Background

Hip fractures are considered one of the most serious of musculoskeletal injuries and are common in elderly patients. The pain caused by hip fractures can be very intense, especially in the preoperative period when the fracture is unstable, and is exacerbated by changes in position including physical examination, treatment or transportation. Severe pain can trigger a range of systemic responses in patients, particularly in the elderly with multiple comorbidities, including stress response and hemodynamic changes, which can result in a series of adverse outcomes, such as delirium, cardio- and cerebrovascular complications, infection, and deep vein thrombosis1. Therefore, to improve the prognosis of these elderly patients, early and aggressive use of safe and effective analgesic treatments are essential.

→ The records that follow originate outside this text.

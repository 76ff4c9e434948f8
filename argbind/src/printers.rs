use std::{
    fmt::Display,
    io::{self, Write as _},
};

use indent_write::io::IndentWriter;
use lazy_format::lazy_format;

use crate::spec::{ArgumentSpec, Repetition, Requirement};

const INDENT: &str = "  ";

/// The column, counted from the start of the line, where help text begins
const HELP_COLUMN: usize = 25;

/// The ` PLACEHOLDER` suffix of an option label, or nothing for flags
#[derive(Clone, Copy)]
struct Placeholder<'a>(Option<&'a str>);

impl<'a> Placeholder<'a> {
    fn of(spec: &'a ArgumentSpec) -> Self {
        Self(spec.takes_value().then(|| spec.placeholder()))
    }
}

impl Display for Placeholder<'_> {
    fn fmt(&self, f: &mut std::fmt::Formatter<'_>) -> std::fmt::Result {
        match self.0 {
            Some(placeholder) => write!(f, " {placeholder}"),
            None => Ok(()),
        }
    }
}

fn option_synopsis(spec: &ArgumentSpec) -> impl Display + '_ {
    let name = spec.name();
    let placeholder = Placeholder::of(spec);

    lazy_format!(match (spec.requirement()) {
        Requirement::Optional => " [--{name}{placeholder}]",
        Requirement::Mandatory => " --{name}{placeholder}",
    })
}

fn positional_synopsis(spec: &ArgumentSpec) -> impl Display + '_ {
    let placeholder = spec.placeholder();

    lazy_format!(match ((spec.requirement(), spec.repetition())) {
        (Requirement::Mandatory, Repetition::Single) => " {placeholder}",
        (Requirement::Optional, Repetition::Single) => " [{placeholder}]",
        (Requirement::Mandatory, Repetition::Multiple) => " {placeholder} [{placeholder} ...]",
        (Requirement::Optional, Repetition::Multiple) => " [{placeholder} [{placeholder} ...]]",
    })
}

/// `--name NAME, -n NAME`
fn option_label(spec: &ArgumentSpec) -> impl Display + '_ {
    let name = spec.name();
    let placeholder = Placeholder::of(spec);
    let aliases = lazy_format!(", -{alias}{placeholder}" for alias in spec.aliases());

    lazy_format!("--{name}{placeholder}{aliases}")
}

/// Write the one-line synopsis. Options come first, then positionals, each
/// in declaration order; the builtin options are left out.
pub fn print_usage(
    out: &mut (impl io::Write + ?Sized),
    program: &str,
    specs: &[ArgumentSpec],
) -> io::Result<()> {
    write!(out, "usage: {program}")?;

    specs
        .iter()
        .filter(|spec| !spec.is_positional() && spec.builtin_kind().is_none())
        .try_for_each(|spec| write!(out, "{}", option_synopsis(spec)))?;

    specs
        .iter()
        .filter(|spec| spec.is_positional())
        .try_for_each(|spec| write!(out, "{}", positional_synopsis(spec)))?;

    writeln!(out)
}

/*
Overall structure:

usage: program [--flag] [--option OPTION] INPUT

positional arguments:
  input                  help text

options:
  --flag, -f             help text
  --option OPTION, -o OPTION
                         help text [default: value]
  --help, -h             display this help and exit
*/
pub fn print_help(
    out: &mut (impl io::Write + ?Sized),
    program: &str,
    specs: &[ArgumentSpec],
) -> io::Result<()> {
    print_usage(out, program, specs)?;

    let positionals = specs.iter().filter(|spec| spec.is_positional());
    let options = specs.iter().filter(|spec| !spec.is_positional());

    maybe_section(out, "positional arguments", positionals, |out, spec| {
        describe(out, spec.name(), spec)
    })?;

    maybe_section(out, "options", options, |out, spec| {
        describe(out, option_label(spec), spec)
    })
}

pub fn print_version(
    out: &mut (impl io::Write + ?Sized),
    program: &str,
    version: Option<&str>,
) -> io::Result<()> {
    match version {
        Some(version) => writeln!(out, "{program} {version}"),
        None => writeln!(out, "{program}"),
    }
}

/// Write a section by writing a newline, then the `header`, then an
/// indented `body`.
fn section<O: io::Write + ?Sized, T>(
    out: &mut O,
    header: &str,
    body: impl FnOnce(IndentWriter<&mut O>) -> io::Result<T>,
) -> io::Result<T> {
    writeln!(out, "\n{header}:")?;
    body(IndentWriter::new(INDENT, out))
}

/// Write an optional section, only if the iterator is not empty.
/// Otherwise identical to `section`.
fn maybe_section<O: io::Write + ?Sized, I: IntoIterator>(
    out: &mut O,
    header: &str,
    items: I,
    body: impl Fn(&mut IndentWriter<&mut O>, I::Item) -> io::Result<()>,
) -> io::Result<()> {
    let mut items = items.into_iter();

    match items.next() {
        None => Ok(()),
        Some(first) => section(out, header, |mut out| {
            body(&mut out, first)?;
            items.try_for_each(|item| body(&mut out, item))
        }),
    }
}

/// Describe an argument by printing its label, followed by its help text
/// and default in the help column.
///
/// If the label is short enough, the help goes on the same line; otherwise
/// it goes on the next line, still aligned to the help column. `out` is
/// expected to already be indented by [`INDENT`].
fn describe(
    out: &mut (impl io::Write + ?Sized),
    label: impl Display,
    spec: &ArgumentSpec,
) -> io::Result<()> {
    /// Helper type that counts the bytes that flow through it. We use this
    /// to detect if we need any newlines here in `describe`
    struct IoByteCounter<'a, T: io::Write + ?Sized> {
        inner: &'a mut T,
        count: &'a mut usize,
    }

    impl<T: io::Write + ?Sized> io::Write for IoByteCounter<'_, T> {
        fn write(&mut self, buf: &[u8]) -> io::Result<usize> {
            let n = self.inner.write(buf)?;
            *self.count += n;
            Ok(n)
        }

        fn flush(&mut self) -> io::Result<()> {
            self.inner.flush()
        }
    }

    let mut count = 0;

    write!(
        IoByteCounter {
            inner: &mut *out,
            count: &mut count,
        },
        "{label}"
    )?;

    let help = spec.help();

    let description = lazy_format!(match ((help, spec.default_value())) {
        (help, None) => "{help}",
        ("", Some(default)) => "[default: {default}]",
        (help, Some(default)) => "{help} [default: {default}]",
    });

    if help.is_empty() && spec.default_value().is_none() {
        return writeln!(out);
    }

    let column = HELP_COLUMN - INDENT.len();

    if count + INDENT.len() + 2 < HELP_COLUMN {
        write!(out, "{:width$}", "", width = column - count)?;
    } else {
        write!(out, "\n{:column$}", "")?;
    }

    writeln!(out, "{description}")
}

#[cfg(test)]
mod tests {
    use pretty_assertions::assert_eq;

    use super::*;
    use crate::{
        spec::{Builtin, Kind},
        value::ValueKind,
    };

    fn option(name: &str, aliases: &[char], value: ValueKind, help: &str) -> ArgumentSpec {
        ArgumentSpec {
            field: name.to_owned(),
            kind: Kind::Option,
            name: name.to_owned(),
            placeholder: name.to_uppercase(),
            aliases: aliases.to_vec(),
            value,
            requirement: Requirement::Optional,
            env: None,
            default: None,
            help: help.to_owned(),
            builtin: None,
        }
    }

    fn render(spec: &ArgumentSpec) -> String {
        let mut out = Vec::new();
        describe(&mut out, option_label(spec), spec).unwrap();
        String::from_utf8(out).unwrap()
    }

    #[test]
    fn labels() {
        use crate::value::ScalarKind;

        let flag = option("verbose", &['v'], ValueKind::FLAG, "");
        assert_eq!(option_label(&flag).to_string(), "--verbose, -v");

        let value = option(
            "optimize",
            &['O', 'o'],
            ValueKind::Scalar(ScalarKind::Integer),
            "",
        );
        assert_eq!(
            option_label(&value).to_string(),
            "--optimize OPTIMIZE, -O OPTIMIZE, -o OPTIMIZE"
        );
    }

    #[test]
    fn short_label_shares_the_line() {
        let spec = option("verbose", &['v'], ValueKind::FLAG, "verbosity level");
        assert_eq!(render(&spec), "--verbose, -v          verbosity level\n");
    }

    #[test]
    fn long_label_wraps() {
        let spec = option("a-fairly-long-flag", &['f'], ValueKind::FLAG, "text");
        assert_eq!(
            render(&spec),
            "--a-fairly-long-flag, -f\n                       text\n"
        );
    }

    #[test]
    fn the_boundary_label_wraps() {
        // 21 characters, plus the indent and two spaces of gutter, reaches
        // the help column exactly
        let spec = option("abcdefghijklmnopqrs", &[], ValueKind::FLAG, "text");
        assert_eq!(
            render(&spec),
            "--abcdefghijklmnopqrs\n                       text\n"
        );

        let spec = option("abcdefghijklmnopqr", &[], ValueKind::FLAG, "text");
        assert_eq!(render(&spec), "--abcdefghijklmnopqr   text\n");
    }

    #[test]
    fn bare_label() {
        let spec = option("quiet", &[], ValueKind::FLAG, "");
        assert_eq!(render(&spec), "--quiet\n");
    }

    #[test]
    fn default_without_help() {
        let mut spec = option("level", &[], ValueKind::FLAG, "");
        spec.default = Some("true".to_owned());
        assert_eq!(render(&spec), "--level                [default: true]\n");
    }

    #[test]
    fn version_line() {
        let mut out = Vec::new();
        print_version(&mut out, "example", Some("1.0.0")).unwrap();
        assert_eq!(out, b"example 1.0.0\n");

        let mut out = Vec::new();
        print_version(&mut out, "example", None).unwrap();
        assert_eq!(out, b"example\n");
    }

    #[test]
    fn builtins_stay_out_of_the_synopsis() {
        let specs = [
            option("verbose", &['v'], ValueKind::FLAG, ""),
            ArgumentSpec::builtin(Builtin::Help),
            ArgumentSpec::builtin(Builtin::Version),
        ];

        let mut out = Vec::new();
        print_usage(&mut out, "example", &specs).unwrap();
        assert_eq!(String::from_utf8(out).unwrap(), "usage: example [--verbose]\n");
    }
}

In recent years, ultrasound-guided peripheral nerve block regional analgesic strategies have been considered superior to systemic analgesic regimens in terms of pain relief, opioid requirements, treatment-related adverse effects, and analgesic success rates2. The fascia iliaca compartment block (FICB) is a widely employed, safe and effective technique for acute pain management in patients with hip fracture. Administration of local anesthetics via the fascia iliaca compartment delivers rapid-onset, site-specific and reliable perioperative analgesia through concomitant blockade of the femoral nerve (FN) and lateral femoral cutaneous nerve (LFCN) and, in selected cases, the obturator nerve (ON)2,3. The FICB procedure is classified into supra- and infra-inguinal approaches based on the puncture site chosen. The supra-inguinal approach is a modified method for performing FICB. It enables easier and more consistent spreading of local anesthetic in a cranial direction than the conventional infra-inguinal approach. This increases the likelihood of achieving complete blockade of all three nerves and providing more effective analgesia1,4,5,6.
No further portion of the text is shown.